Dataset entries
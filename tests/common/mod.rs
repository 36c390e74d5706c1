//! Shared fixtures for the integration tests.
#![allow(dead_code)]

use async_trait::async_trait;
use axum::Router;
use axum::body::Body;
use axum::http::{Request, StatusCode};
use di::{Injectable, Ref, ServiceCollection, singleton, singleton_as_self};
use di_axum::RouterServiceProviderExtensions;
use serde_json::Value;
use std::sync::{Arc, Mutex};
use teloxide::{ApiError, RequestError};
use tower::ServiceExt;
use veripay_webhook_bot::api;
use veripay_webhook_bot::config::Settings;
use veripay_webhook_bot::core::services::MyRegistrationService;
use veripay_webhook_bot::infrastructure::repositories::InMemoryRegistrationRepository;
use veripay_webhook_bot::infrastructure::telegram::{OutboundMessage, SendError};
use veripay_webhook_bot::infrastructure::traits::{Messenger, RegistrationRepository};

/// Messenger that keeps every message instead of calling Telegram.
#[derive(Default)]
pub struct RecordingMessenger {
    sent: Mutex<Vec<OutboundMessage>>,
    answered: Mutex<Vec<(String, String)>>,
    failing: bool,
}

impl RecordingMessenger {
    /// Records messages but reports every delivery as failed.
    pub fn failing() -> RecordingMessenger {
        RecordingMessenger {
            sent: Mutex::default(),
            answered: Mutex::default(),
            failing: true,
        }
    }

    pub fn sent(&self) -> Vec<OutboundMessage> {
        self.sent.lock().unwrap().clone()
    }

    pub fn last(&self) -> OutboundMessage {
        self.sent().pop().expect("no message was sent")
    }

    pub fn count(&self) -> usize {
        self.sent.lock().unwrap().len()
    }

    /// Answered callback queries as `(query_id, text)`.
    pub fn answered(&self) -> Vec<(String, String)> {
        self.answered.lock().unwrap().clone()
    }

    fn outcome(&self) -> Result<(), SendError> {
        if self.failing {
            Err(RequestError::Api(ApiError::BotBlocked).into())
        } else {
            Ok(())
        }
    }
}

#[async_trait]
impl Messenger for RecordingMessenger {
    async fn send(&self, message: OutboundMessage) -> Result<(), SendError> {
        self.sent.lock().unwrap().push(message);
        self.outcome()
    }

    async fn answer_callback(&self, query_id: String, text: String) -> Result<(), SendError> {
        self.answered.lock().unwrap().push((query_id, text));
        self.outcome()
    }
}

pub fn test_settings() -> Settings {
    Settings::new("123456:TEST-TOKEN")
}

pub struct TestService {
    pub service: MyRegistrationService,
    pub repo: Arc<InMemoryRegistrationRepository>,
    pub messenger: Arc<RecordingMessenger>,
}

pub fn test_service_with(settings: Settings, messenger: RecordingMessenger) -> TestService {
    let repo = Arc::new(InMemoryRegistrationRepository::default());
    let messenger = Arc::new(messenger);
    let service = MyRegistrationService::new(
        repo.clone(),
        messenger.clone(),
        Ref::new(settings),
    );

    TestService {
        service,
        repo,
        messenger,
    }
}

pub fn test_service() -> TestService {
    test_service_with(test_settings(), RecordingMessenger::default())
}

pub struct TestApp {
    pub router: Router,
    pub repo: Arc<InMemoryRegistrationRepository>,
    pub messenger: Arc<RecordingMessenger>,
}

/// Router wired like production, except that the messenger records messages.
pub fn test_app_with(messenger: RecordingMessenger) -> TestApp {
    let settings = Ref::new(test_settings());
    let repo = Arc::new(InMemoryRegistrationRepository::default());
    let messenger = Arc::new(messenger);

    let provided_repo = repo.clone();
    let provided_messenger = messenger.clone();

    let provider = ServiceCollection::new()
        .add(singleton_as_self::<Settings>().from(move |_| settings.clone()))
        .add(
            singleton::<dyn RegistrationRepository, InMemoryRegistrationRepository>().from(
                move |_| -> Ref<dyn RegistrationRepository> { provided_repo.clone() },
            ),
        )
        .add(
            singleton::<dyn Messenger, RecordingMessenger>()
                .from(move |_| -> Ref<dyn Messenger> { provided_messenger.clone() }),
        )
        .add(MyRegistrationService::scoped())
        .build_provider()
        .unwrap();

    TestApp {
        router: api::router().with_provider(provider),
        repo,
        messenger,
    }
}

pub fn test_app() -> TestApp {
    test_app_with(RecordingMessenger::default())
}

impl TestApp {
    pub async fn request(&self, request: Request<Body>) -> (StatusCode, Value) {
        let response = self.router.clone().oneshot(request).await.unwrap();
        let status = response.status();

        let body = axum::body::to_bytes(response.into_body(), usize::MAX)
            .await
            .unwrap();
        let json = serde_json::from_slice(&body).unwrap_or(Value::Null);

        (status, json)
    }

    pub async fn post_update(&self, update: Value) -> (StatusCode, Value) {
        self.request(
            Request::builder()
                .method("POST")
                .uri("/webhook")
                .header("content-type", "application/json")
                .body(Body::from(update.to_string()))
                .unwrap(),
        )
        .await
    }
}

pub fn text_update(chat_id: i64, user_id: i64, text: &str) -> Value {
    serde_json::json!({
        "update_id": 1,
        "message": {
            "message_id": 10,
            "chat": { "id": chat_id, "type": "private" },
            "from": { "id": user_id, "is_bot": false, "first_name": "Test" },
            "text": text
        }
    })
}

pub fn callback_update(chat_id: i64, user_id: i64, data: &str) -> Value {
    serde_json::json!({
        "update_id": 2,
        "callback_query": {
            "id": "cb-1",
            "message": { "message_id": 11, "chat": { "id": chat_id } },
            "from": { "id": user_id, "is_bot": false, "first_name": "Test" },
            "data": data
        }
    })
}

Work item: Return exactly the line that contains "pub async fn request(&self, request: Request<Body>)" and every line after it, through the last line of the records.

Output below:
    pub async fn request(&self, request: Request<Body>) -> (StatusCode, Value) {
        let response = self.router.clone().oneshot(request).await.unwrap();
        let status = response.status();

        let body = axum::body::to_bytes(response.into_body(), usize::MAX)
            .await
            .unwrap();
        let json = serde_json::from_slice(&body).unwrap_or(Value::Null);

        (status, json)
    }

    pub async fn post_update(&self, update: Value) -> (StatusCode, Value) {
        self.request(
            Request::builder()
                .method("POST")
                .uri("/webhook")
                .header("content-type", "application/json")
                .body(Body::from(update.to_string()))
                .unwrap(),
        )
        .await
    }
}

pub fn text_update(chat_id: i64, user_id: i64, text: &str) -> Value {
    serde_json::json!({
        "update_id": 1,
        "message": {
            "message_id": 10,
            "chat": { "id": chat_id, "type": "private" },
            "from": { "id": user_id, "is_bot": false, "first_name": "Test" },
            "text": text
        }
    })
}

pub fn callback_update(chat_id: i64, user_id: i64, data: &str) -> Value {
    serde_json::json!({
        "update_id": 2,
        "callback_query": {
            "id": "cb-1",
            "message": { "message_id": 11, "chat": { "id": chat_id } },
            "from": { "id": user_id, "is_bot": false, "first_name": "Test" },
            "data": data
        }
    })
}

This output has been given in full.